* [Goal of the exercise]: The word "match" appears in some lines of the listing below; report how many such lines there are, and nothing else.

* [Input records]:
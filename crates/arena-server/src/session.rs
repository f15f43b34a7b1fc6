//! The authoritative game session.
//!
//! A [`Session`] owns the [`Authority`] and is driven from a single task: a
//! fixed-period timer (or, headless, a bare loop) calls [`Authority::tick`],
//! and connection tasks feed it [`Event`]s over an unbounded channel. Nothing
//! else touches the game state, so dispatch order is the order in which the
//! session task handles work.
//!
//! After every tick or event the outbox is flushed: broadcasts are encoded
//! once and queued to every connection, direct messages to one.

use std::collections::HashMap;
use std::future::Future;
use std::sync::Arc;
use std::time::{SystemTime, UNIX_EPOCH};

use arena_engine::prelude::*;
use tokio::sync::mpsc;
use tokio::time::{Interval, MissedTickBehavior};
use tracing::{debug, info, warn};

/// Frames queued to one connection's writer task.
pub type Outgoing = mpsc::UnboundedSender<String>;

/// Work for the session task.
#[derive(Debug)]
pub enum Event {
    /// A client finished its `join` handshake.
    Connect {
        id: EntityId,
        name: String,
        outgoing: Outgoing,
    },
    /// A text frame from a joined client.
    Frame { id: EntityId, text: String },
    /// The connection closed.
    Disconnect { id: EntityId },
}

/// Cloneable sender side of a session's event channel.
#[derive(Debug, Clone)]
pub struct SessionHandle {
    events: mpsc::UnboundedSender<Event>,
}

impl SessionHandle {
    /// Returns `false` when the session has stopped.
    pub fn connect(&self, id: EntityId, name: String, outgoing: Outgoing) -> bool {
        self.send(Event::Connect { id, name, outgoing })
    }

    pub fn frame(&self, id: EntityId, text: String) -> bool {
        self.send(Event::Frame { id, text })
    }

    pub fn disconnect(&self, id: EntityId) -> bool {
        self.send(Event::Disconnect { id })
    }

    fn send(&self, event: Event) -> bool {
        self.events.send(event).is_ok()
    }
}

pub struct Session {
    authority: Authority,
    clients: HashMap<EntityId, Outgoing>,
    events: mpsc::UnboundedReceiver<Event>,
}

impl Session {
    pub fn new(map: Arc<TileMap>, tick: TickConfig, rules: RulesConfig) -> (Self, SessionHandle) {
        let (tx, rx) = mpsc::unbounded_channel();
        let session = Self {
            authority: Authority::new(map, tick, rules),
            clients: HashMap::new(),
            events: rx,
        };
        (session, SessionHandle { events: tx })
    }

    /// Load the map and dispatch `INIT_GAME`.
    pub fn start(&mut self) {
        let started_at_ms = SystemTime::now()
            .duration_since(UNIX_EPOCH)
            .map_or(0, |d| d.as_millis() as u64);
        self.authority.start(started_at_ms);
        self.flush();
    }

    pub fn handle_event(&mut self, event: Event) {
        match event {
            Event::Connect { id, name, outgoing } => {
                if self.clients.contains_key(&id) {
                    warn!(player = %id, "connection id already in use");
                    return;
                }
                match (ServerFrame::Welcome { id: id.clone() }).to_json() {
                    Ok(frame) => {
                        let _ = outgoing.send(frame);
                    }
                    Err(err) => warn!(player = %id, error = %err, "failed to encode welcome"),
                }
                self.clients.insert(id.clone(), outgoing);
                self.authority.connect(id, name);
            }
            Event::Frame { id, text } => {
                if !self.clients.contains_key(&id) {
                    debug!(player = %id, "frame from unknown connection");
                    return;
                }
                self.authority.receive_frame(&id, &text);
            }
            Event::Disconnect { id } => {
                if self.clients.remove(&id).is_some() {
                    self.authority.disconnect(&id);
                }
            }
        }
        self.flush();
    }

    pub fn tick(&mut self) {
        self.authority.tick();
        self.flush();
    }

    /// Route the authority's outbox to the connections.
    ///
    /// A failed send means the writer task is gone; its `Disconnect` event is
    /// already on the way.
    fn flush(&mut self) {
        for envelope in self.authority.drain_outbox() {
            let (to, action) = match envelope {
                Envelope::Broadcast(action) => (None, action),
                Envelope::To(id, action) => (Some(id), action),
            };
            let frame = match ServerFrame::Dispatch(action).to_json() {
                Ok(frame) => frame,
                Err(err) => {
                    warn!(error = %err, "failed to encode action, dropping");
                    continue;
                }
            };
            match to {
                None => {
                    for outgoing in self.clients.values() {
                        let _ = outgoing.send(frame.clone());
                    }
                }
                Some(id) => {
                    if let Some(outgoing) = self.clients.get(&id) {
                        let _ = outgoing.send(frame);
                    }
                }
            }
        }
    }

    /// Run until `shutdown` resolves or every [`SessionHandle`] is dropped,
    /// then hand back the authority (and with it the action log).
    ///
    /// Ticks follow the configured period, or run back to back in headless
    /// mode, yielding to connection events between ticks.
    pub async fn run(mut self, shutdown: impl Future<Output = ()>) -> Authority {
        self.start();
        let config = self.authority.tick_loop().config().clone();
        let mut interval = (!config.headless).then(|| {
            let mut interval = tokio::time::interval(config.period());
            interval.set_missed_tick_behavior(MissedTickBehavior::Skip);
            interval
        });
        info!(period = ?config.period(), headless = config.headless, "session running");

        tokio::pin!(shutdown);
        loop {
            tokio::select! {
                () = next_tick(&mut interval) => self.tick(),
                event = self.events.recv() => match event {
                    Some(event) => self.handle_event(event),
                    None => break,
                },
                () = &mut shutdown => break,
            }
        }

        info!(
            ticks = self.authority.tick_count(),
            logged = self.authority.log().len(),
            "session stopped"
        );
        self.authority
    }

    pub fn authority(&self) -> &Authority {
        &self.authority
    }

    pub fn client_count(&self) -> usize {
        self.clients.len()
    }
}

async fn next_tick(interval: &mut Option<Interval>) {
    match interval {
        Some(interval) => {
            interval.tick().await;
        }
        None => tokio::task::yield_now().await,
    }
}

// ---------------------------------------------------------------------------
// Tests
// ---------------------------------------------------------------------------
fn sync_all_players(state: &mut GameState, players: &[PlayerDescriptor], map: &TileMap) {
    for descriptor in players {
        if !state.entities.contains(descriptor.id.as_str()) {
            apply(
                state,
                &Action::PlayerJoin {
                    player: descriptor.clone(),
                },
                map,
            );
        }

        let Some(entity) = state.entities.get_mut(descriptor.id.as_str()) else {
            continue;
        };
        let Some(player) = entity.player.as_mut() else {
            debug!(id = %descriptor.id, "roster entry names a non-player entity");
            continue;
        };
        if !descriptor.name.is_empty() {
            player.name = descriptor.name.clone();
        }
        player.respawn_timer = descriptor.respawn_timer;
        if let Some(score) = entity.score.as_mut() {
            score.kills = descriptor.kills;
            score.deaths = descriptor.deaths;
        }

        if descriptor.is_alive() && entity.ghost.is_some() {
            apply(
                state,
                &Action::SpawnPlayer {
                    player: descriptor.clone(),
                    spawn: Vec3::ZERO,
                },
                map,
            );
        }
    }

    let departed: Vec<EntityId> = state
        .entities
        .group_ids(ComponentKind::Player)
        .into_iter()
        .filter(|id| !players.iter().any(|d| &d.id == id))
        .collect();
    for id in departed {
        apply(state, &Action::PlayerLeave { id }, map);
    }
    for descriptor in players {
        if !state.roster.contains(&descriptor.id) {
            state.roster.push(descriptor.id.clone());
        }
    }
}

* [Solution to the problem]: 7